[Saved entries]
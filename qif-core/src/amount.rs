use std::fmt;
use std::iter::Sum;
use std::ops::{Add, Neg, Sub};
use std::str::FromStr;

use rust_decimal::{Decimal, RoundingStrategy};

macro_rules! decimal_value {
    ($(#[$meta:meta])* $name:ident, $render:expr) => {
        $(#[$meta])*
        #[derive(Clone, Copy, Debug, Default, Eq, PartialEq, Ord, PartialOrd, Hash)]
        pub struct $name(Decimal);

        impl $name {
            pub const ZERO: $name = $name(Decimal::ZERO);

            pub fn new(value: Decimal) -> Self {
                $name(value)
            }

            pub fn value(self) -> Decimal {
                self.0
            }

            pub fn is_zero(self) -> bool {
                self.0.is_zero()
            }

            pub fn is_positive(self) -> bool {
                self.0.is_sign_positive() && !self.0.is_zero()
            }

            pub fn is_negative(self) -> bool {
                self.0.is_sign_negative() && !self.0.is_zero()
            }

            pub fn abs(self) -> Self {
                $name(self.0.abs())
            }
        }

        impl From<Decimal> for $name {
            fn from(value: Decimal) -> Self {
                $name(value)
            }
        }

        impl Add for $name {
            type Output = $name;
            fn add(self, rhs: $name) -> $name {
                $name(self.0 + rhs.0)
            }
        }

        impl Sub for $name {
            type Output = $name;
            fn sub(self, rhs: $name) -> $name {
                $name(self.0 - rhs.0)
            }
        }

        impl Neg for $name {
            type Output = $name;
            fn neg(self) -> $name {
                $name(-self.0)
            }
        }

        impl Sum for $name {
            fn sum<I: Iterator<Item = $name>>(iter: I) -> $name {
                iter.fold($name::ZERO, Add::add)
            }
        }

        impl<'a> Sum<&'a $name> for $name {
            fn sum<I: Iterator<Item = &'a $name>>(iter: I) -> $name {
                iter.copied().sum()
            }
        }

        impl fmt::Display for $name {
            fn fmt(&self, f: &mut fmt::Formatter<'_>) -> fmt::Result {
                let render: fn(Decimal, &mut fmt::Formatter<'_>) -> fmt::Result = $render;
                render(self.0, f)
            }
        }

        impl FromStr for $name {
            type Err = rust_decimal::Error;

            fn from_str(s: &str) -> Result<Self, Self::Err> {
                parse_decimal(s).map($name)
            }
        }
    };
}

decimal_value!(
    /// A monetary amount, always rendered with two decimal places.
    Money,
    |d, f| write!(
        f,
        "{:.2}",
        d.round_dp_with_strategy(2, RoundingStrategy::MidpointAwayFromZero)
    )
);

decimal_value!(
    /// A number of units of a security.
    Units,
    |d, f| write!(f, "{}", d.normalize())
);

decimal_value!(
    /// The price of a single unit of a security.
    Price,
    |d, f| write!(f, "{}", d.round_dp(6).normalize())
);

decimal_value!(
    /// A stock split ratio, stored in the QIF convention of ten times the
    /// real ratio (a 2-for-1 split is `20`).
    Ratio,
    |d, f| write!(f, "{}", d.round_dp(6).normalize())
);

decimal_value!(
    /// The share of a split line, as a percentage.
    Percentage,
    |d, f| write!(f, "{}%", d.normalize())
);

impl Price {
    /// Per-unit price of a trade, absent when no units changed hands.
    pub fn from_trade(amount: Money, units: Units) -> Option<Price> {
        if units.is_zero() {
            None
        } else {
            Some(Price((amount.value() / units.value()).abs()))
        }
    }
}

impl Ratio {
    const SCALE: Decimal = Decimal::TEN;
    /// Places kept when a ratio is applied to a unit count.
    const UNITS_DP: u32 = 12;

    /// Ratio that turns `before` units into `after` units, or `None` when
    /// there were no units to split.
    pub fn from_units(before: Units, after: Units) -> Option<Ratio> {
        if before.is_zero() {
            None
        } else {
            Some(Ratio(after.value() / before.value() * Self::SCALE))
        }
    }

    pub fn apply(self, units: Units) -> Units {
        Units(
            (units.value() * self.0 / Self::SCALE)
                .round_dp(Self::UNITS_DP)
                .normalize(),
        )
    }
}

impl Units {
    pub fn one() -> Units {
        Units(Decimal::ONE)
    }
}

fn parse_decimal(s: &str) -> Result<Decimal, rust_decimal::Error> {
    let cleaned: String = s
        .trim()
        .trim_end_matches('%')
        .chars()
        .filter(|c| *c != ',')
        .collect();
    Decimal::from_str(&cleaned)
}

#[cfg(test)]
mod tests {
    use super::*;
    use rust_decimal_macros::dec;

    #[test]
    fn money_renders_two_places() {
        assert_eq!(Money::new(dec!(-21.9)).to_string(), "-21.90");
        assert_eq!(Money::new(dec!(2000)).to_string(), "2000.00");
        assert_eq!(Money::new(dec!(0.005)).to_string(), "0.01");
    }

    #[test]
    fn arithmetic_returns_new_values() {
        let a = Money::new(dec!(10.00));
        let b = -a;
        assert_eq!(a, Money::new(dec!(10.00)));
        assert_eq!(b + a, Money::ZERO);
        assert_eq!(a - Money::new(dec!(2.50)), Money::new(dec!(7.50)));
        let total: Money = vec![a, b, a].iter().sum();
        assert_eq!(total, a);
    }

    #[test]
    fn parse_strips_grouping() {
        assert_eq!("1,234.50".parse::<Money>().unwrap(), Money::new(dec!(1234.50)));
        assert_eq!("25%".parse::<Percentage>().unwrap(), Percentage::new(dec!(25)));
        assert!("12.3x".parse::<Money>().is_err());
    }

    #[test]
    fn split_ratio_round_trips_units() {
        let before = Units::new(dec!(150));
        let after = Units::new(dec!(450));
        let ratio = Ratio::from_units(before, after).unwrap();
        assert_eq!(ratio.to_string(), "30");
        assert_eq!(ratio.apply(before), after);
        assert!(Ratio::from_units(Units::ZERO, after).is_none());
    }

    #[test]
    fn recurring_split_ratio_reproduces_units() {
        let ratio = Ratio::from_units(Units::new(dec!(3)), Units::new(dec!(2))).unwrap();
        assert_eq!(ratio.apply(Units::new(dec!(3))), Units::new(dec!(2)));
        assert_eq!(ratio.to_string(), "6.666667");

        let reverse = Ratio::from_units(Units::new(dec!(300)), Units::new(dec!(100))).unwrap();
        assert_eq!(reverse.apply(Units::new(dec!(300))), Units::new(dec!(100)));
        assert_eq!(reverse.to_string(), "3.333333");
    }

    #[test]
    fn trade_price() {
        let price = Price::from_trade(Money::new(dec!(-250)), Units::new(dec!(100))).unwrap();
        assert_eq!(price, Price::new(dec!(2.5)));
        assert!(Price::from_trade(Money::new(dec!(1)), Units::ZERO).is_none());
    }
}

#### [WORK TASK]
Every line from the first entry to the line containing "($(#[$meta:meta])* $name:ident, $render:expr)" should be transcribed exactly, and nothing beyond it.

#### [TASK RESULT]
filename qif-core/src/amount.rs
use std::fmt;
use std::iter::Sum;
use std::ops::{Add, Neg, Sub};
use std::str::FromStr;

use rust_decimal::{Decimal, RoundingStrategy};

macro_rules! decimal_value {
    ($(#[$meta:meta])* $name:ident, $render:expr) => {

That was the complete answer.